This commercial is a joke. And the Referendum in Taiwan is a joke. Yeah, let’s all vote. Taiwan can vote to its hearts content and see how many missiles mainland will remove from their launch pads. And south koreans can all vote to ask north korea to stop its nuclear program and reunite with the south. The iranians can all vote to request America withraw from Iraq. The russians can all vote to demand the americans destroy all their nukes. Wouldn’t it be much happier world if voting alone can solve all the conflicts in the world?
Grow up, Taiwan!
March 7, 2004 at 8:53 pm
I believe a friendly Taiwan (as either an independent republic or a province) is better than a rebellious Tibet (as an “autonomous region) for the people of regions concerned. Jianshuo, though we may not agree on this issue, it’s nice to note you are collecting info and viewing a subject from different angles.
March 7, 2004 at 11:25 pm
Being very close to both Taiwan and China I see this as political grand standing. This is a commercial from the Green party which the current leader Chen is from. Like the Democrat party (Senator Kerry, President Clinton and Carter) in the US they try to appeal to emotions versus the mind. This appeals to the uneducated or the young who tend not to think of the consequences of their action. As you know Chen ran on the platform on independence then quickly backed down. It’s election time and they are trying to get support again. Since they have very different views on various issues they can only be general and appeal to the emotions.

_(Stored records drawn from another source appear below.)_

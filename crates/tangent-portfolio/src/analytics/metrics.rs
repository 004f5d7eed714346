//! Statistics aggregator.
//!
//! Turns a table of periodic per-asset returns into annualized
//! portfolio-level risk and return figures.
//!
//! ## Annualization
//!
//! With `p` periods per year and i.i.d. periodic returns:
//!
//! ```text
//! annual mean = periodic mean * p
//! annual std  = periodic std  * sqrt(p)
//! annual cov  = periodic cov  * p
//! ```
//!
//! Correlation is scale-invariant and reported on the periodic data.

use serde::{Deserialize, Serialize};
use tangent_math::statistics::{self, pairwise_complete};

use super::risk::{
    equal_weights, portfolio_return, portfolio_volatility, screened_sharpe_ratio, validate_weights,
};
use crate::error::{PortfolioError, PortfolioResult};
use crate::types::{EngineConfig, ReturnsTable};

/// Fewest finite observations that give a sample standard deviation.
const MIN_OBSERVATIONS: usize = 2;

/// Portfolio statistics for one returns sample and weight vector.
///
/// All vectors are in [`PortfolioMetrics::assets`] order. Returns and
/// volatilities are decimal fractions.
#[derive(Debug, Clone, PartialEq, Serialize, Deserialize)]
pub struct PortfolioMetrics {
    /// Asset identifiers.
    pub assets: Vec<String>,
    /// Annualization factor used.
    pub periods_per_year: u32,
    /// Annualized portfolio return `w · mu_annual`.
    pub annualized_return: f64,
    /// Annualized portfolio volatility `sqrt(wᵀ Σ_annual w)`.
    pub annualized_risk: f64,
    /// Sharpe ratio against the configured risk-free rate; `0.0` when risk is zero.
    pub sharpe_ratio: f64,
    /// Mean periodic return per asset.
    pub mean_returns_periodic: Vec<f64>,
    /// Annualized mean return per asset.
    pub mean_returns_annualized: Vec<f64>,
    /// Periodic sample standard deviation per asset.
    pub std_dev_periodic: Vec<f64>,
    /// Annualized standard deviation per asset.
    pub std_dev_annualized: Vec<f64>,
    /// Weights used.
    pub weights: Vec<f64>,
    /// Annualized sample covariance matrix.
    pub covariance_annualized: Vec<Vec<f64>>,
    /// Correlation matrix of periodic returns.
    pub correlation: Vec<Vec<f64>>,
    /// Finite observations per asset.
    pub observations: Vec<usize>,
}

impl PortfolioMetrics {
    /// Number of assets.
    #[must_use]
    pub fn num_assets(&self) -> usize {
        self.assets.len()
    }

    /// Weight of `asset`, if present.
    #[must_use]
    pub fn weight_of(&self, asset: &str) -> Option<f64> {
        self.assets
            .iter()
            .position(|a| a == asset)
            .map(|i| self.weights[i])
    }
}

/// Computes portfolio metrics over every column of `returns`.
///
/// When `weights` is `None`, each asset gets `1/N`. Weights need not sum to
/// one; they must match the column count and be finite.
///
/// # Errors
///
/// - [`PortfolioError::EmptyUniverse`] if the table has no asset columns
/// - [`PortfolioError::DimensionMismatch`] if `weights` has the wrong length
/// - [`PortfolioError::InsufficientData`] if an asset, or a pair of assets,
///   has fewer than two finite observations
pub fn compute_metrics(
    returns: &ReturnsTable,
    weights: Option<&[f64]>,
    config: &EngineConfig,
) -> PortfolioResult<PortfolioMetrics> {
    config.validate()?;

    let n = returns.num_assets();
    if n == 0 {
        return Err(PortfolioError::EmptyUniverse);
    }

    let weights = match weights {
        Some(w) => {
            validate_weights(w, n)?;
            w.to_vec()
        }
        None => equal_weights(n),
    };

    let assets = returns.assets();
    let columns = returns.columns();

    let mut observations = Vec::with_capacity(n);
    let mut mean_periodic = Vec::with_capacity(n);
    let mut std_periodic = Vec::with_capacity(n);
    for (asset, column) in assets.iter().zip(columns) {
        let count = column.iter().filter(|x| x.is_finite()).count();
        if count < MIN_OBSERVATIONS {
            return Err(PortfolioError::InsufficientData {
                asset: asset.clone(),
                required: MIN_OBSERVATIONS,
                actual: count,
            });
        }
        observations.push(count);
        mean_periodic.push(statistics::mean(column)?);
        std_periodic.push(statistics::sample_std_dev(column)?);
    }

    for i in 0..n {
        for j in (i + 1)..n {
            let overlap = pairwise_complete(&columns[i], &columns[j]).0.len();
            if overlap < MIN_OBSERVATIONS {
                return Err(PortfolioError::InsufficientData {
                    asset: format!("{}/{}", assets[i], assets[j]),
                    required: MIN_OBSERVATIONS,
                    actual: overlap,
                });
            }
        }
    }

    let periods = f64::from(config.periods_per_year);
    let mean_annual: Vec<f64> = mean_periodic.iter().map(|m| m * periods).collect();
    let std_annual: Vec<f64> = std_periodic.iter().map(|s| s * periods.sqrt()).collect();

    let covariance_annualized: Vec<Vec<f64>> = statistics::covariance_matrix(columns)?
        .into_iter()
        .map(|row| row.into_iter().map(|c| c * periods).collect())
        .collect();
    let correlation = statistics::correlation_matrix(columns)?;

    let annualized_return = portfolio_return(&weights, &mean_annual);
    let annualized_risk = portfolio_volatility(&weights, &covariance_annualized);
    let sharpe = screened_sharpe_ratio(
        annualized_return,
        annualized_risk,
        config.risk_free_rate,
        &covariance_annualized,
    );

    tracing::debug!(
        assets = n,
        rows = returns.num_rows(),
        annualized_return,
        annualized_risk,
        sharpe,
        "Computed portfolio metrics"
    );

    Ok(PortfolioMetrics {
        assets: assets.to_vec(),
        periods_per_year: config.periods_per_year,
        annualized_return,
        annualized_risk,
        sharpe_ratio: sharpe,
        mean_returns_periodic: mean_periodic,
        mean_returns_annualized: mean_annual,
        std_dev_periodic: std_periodic,
        std_dev_annualized: std_annual,
        weights,
        covariance_annualized,
        correlation,
        observations,
    })
}

/// Computes portfolio metrics over an explicit list of asset columns.
///
/// Columns not named in `assets` are ignored, so derived series kept in the
/// same table never leak into the statistics. Weights follow `assets` order.
pub fn compute_metrics_for_assets<S: AsRef<str>>(
    returns: &ReturnsTable,
    assets: &[S],
    weights: Option<&[f64]>,
    config: &EngineConfig,
) -> PortfolioResult<PortfolioMetrics> {
    compute_metrics(&returns.select(assets)?, weights, config)
}

#[cfg(test)]
mod tests {
    use super::*;
    use approx::assert_relative_eq;

    fn table() -> ReturnsTable {
        ReturnsTable::from_columns(
            vec!["A".into(), "B".into()],
            vec![
                vec![f64::NAN, 0.01, -0.02, 0.015, 0.005],
                vec![f64::NAN, 0.02, 0.01, -0.01, 0.0],
            ],
        )
        .unwrap()
    }

    #[test]
    fn test_annualization() {
        let config = EngineConfig::default();
        let m = compute_metrics(&table(), None, &config).unwrap();

        let mean_a = (0.01 - 0.02 + 0.015 + 0.005) / 4.0;
        assert_relative_eq!(m.mean_returns_periodic[0], mean_a, epsilon = 1e-15);
        assert_relative_eq!(m.mean_returns_annualized[0], mean_a * 252.0, epsilon = 1e-12);
        assert_relative_eq!(
            m.std_dev_annualized[1],
            m.std_dev_periodic[1] * 252.0_f64.sqrt(),
            epsilon = 1e-12
        );
        assert_relative_eq!(
            m.covariance_annualized[0][0],
            m.std_dev_periodic[0].powi(2) * 252.0,
            epsilon = 1e-12
        );
        assert_eq!(m.observations, vec![4, 4]);
        assert_eq!(m.weights, vec![0.5, 0.5]);
    }

    #[test]
    fn test_periods_per_year_is_configurable() {
        let daily = compute_metrics(&table(), None, &EngineConfig::default()).unwrap();
        let monthly =
            compute_metrics(&table(), None, &EngineConfig::default().with_periods_per_year(12)).unwrap();

        assert_relative_eq!(
            monthly.annualized_return / daily.annualized_return,
            12.0 / 252.0,
            epsilon = 1e-12
        );
        assert_relative_eq!(
            monthly.annualized_risk / daily.annualized_risk,
            (12.0_f64 / 252.0).sqrt(),
            epsilon = 1e-12
        );
        assert_eq!(monthly.correlation, daily.correlation);
    }

    #[test]
    fn test_portfolio_figures_use_weights() {
        let config = EngineConfig::default();
        let w = [0.8, 0.2];
        let m = compute_metrics(&table(), Some(&w), &config).unwrap();

        let expected_return = 0.8 * m.mean_returns_annualized[0] + 0.2 * m.mean_returns_annualized[1];
        assert_relative_eq!(m.annualized_return, expected_return, epsilon = 1e-12);
        assert_relative_eq!(m.sharpe_ratio, m.annualized_return / m.annualized_risk, epsilon = 1e-12);
        assert_eq!(m.weight_of("A"), Some(0.8));
        assert_eq!(m.weight_of("Z"), None);
    }

    #[test]
    fn test_risk_free_rate_shifts_sharpe() {
        let base = compute_metrics(&table(), None, &EngineConfig::default()).unwrap();
        let shifted =
            compute_metrics(&table(), None, &EngineConfig::default().with_risk_free_rate(0.02)).unwrap();
        assert_relative_eq!(
            shifted.sharpe_ratio,
            (base.annualized_return - 0.02) / base.annualized_risk,
            epsilon = 1e-12
        );
    }

    #[test]
    fn test_zero_variance_asset() {
        let flat = ReturnsTable::from_columns(
            vec!["CASH".into(), "A".into()],
            vec![vec![0.0, 0.0, 0.0], vec![0.01, -0.01, 0.02]],
        )
        .unwrap();

        let m = compute_metrics(&flat, Some(&[1.0, 0.0]), &EngineConfig::default()).unwrap();
        assert_eq!(m.annualized_risk, 0.0);
        assert_eq!(m.sharpe_ratio, 0.0);
        assert_eq!(m.correlation[0][0], 1.0);
        assert_eq!(m.correlation[0][1], 0.0);
    }

    #[test]
    fn test_input_errors() {
        let config = EngineConfig::default();
        let empty = ReturnsTable::from_columns(vec![], vec![]).unwrap();
        assert!(matches!(
            compute_metrics(&empty, None, &config),
            Err(PortfolioError::EmptyUniverse)
        ));

        assert!(matches!(
            compute_metrics(&table(), Some(&[1.0]), &config),
            Err(PortfolioError::DimensionMismatch { .. })
        ));

        let short = ReturnsTable::from_columns(vec!["A".into()], vec![vec![f64::NAN, 0.01]]).unwrap();
        assert!(matches!(
            compute_metrics(&short, None, &config),
            Err(PortfolioError::InsufficientData { actual: 1, .. })
        ));

        // Each column has two points, but they never overlap.
        let disjoint = ReturnsTable::from_columns(
            vec!["A".into(), "B".into()],
            vec![
                vec![0.01, 0.02, f64::NAN, f64::NAN],
                vec![f64::NAN, f64::NAN, 0.01, 0.03],
            ],
        )
        .unwrap();
        let err = compute_metrics(&disjoint, None, &config).unwrap_err();
        assert!(err.is_invalid_input());
    }

    #[test]
    fn test_explicit_asset_list() {
        let wide = ReturnsTable::from_columns(
            vec!["A".into(), "Log Returns (A)".into(), "B".into()],
            vec![
                vec![0.01, -0.02, 0.015],
                vec![0.00995, -0.0202, 0.0149],
                vec![0.02, 0.01, -0.01],
            ],
        )
        .unwrap();

        let m = compute_metrics_for_assets(&wide, &["A", "B"], None, &EngineConfig::default()).unwrap();
        assert_eq!(m.assets, vec!["A".to_string(), "B".to_string()]);
        assert_eq!(m.num_assets(), 2);

        assert!(matches!(
            compute_metrics_for_assets(&wide, &["C"], None, &EngineConfig::default()),
            Err(PortfolioError::UnknownAsset { .. })
        ));
    }
}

The Blue party is very conservative and is hoping for election to normalize relations again. This tends to be business owners and the educated. Like the Republican (Presidents Bush, Bush, Reagan, Ford, Nixon) party in the US they are smaller but better funded and more focused. With 1,500,000 Taiwanese business men living in China the vast majority are Blue Party.
Regardless of the outcome don’t expect major changes in Taiwan’s movement toward normalizing relations.
March 9, 2004 at 5:08 pm
There are direct flights between mainland and most of other countries, but you still have to fly between Shanghai and Taiwan via Hongkong, which seems quite weired and ridiculous.
Business interest of both the airlines and those frequent flyers between mainland and Taiwan sacrifices for the damn politic concern.
Personally, I think, the taiwan govt. wants independence more than its people.
March 10, 2004 at 3:27 pm
Just came back from Taiwan, It is quite an experience before the election. Bob had pretty good summarization of the two parties. Here are some additional observations:
1. Most people I met are very emotional and sincere about their own choice.
2. Most of the TV commercial and Talk show will be classified (in U.S) as negative campaign on steroid.
3. Even the poll shows very close race, it seems that nobody believes that. The conspiracy theory is very popular over there.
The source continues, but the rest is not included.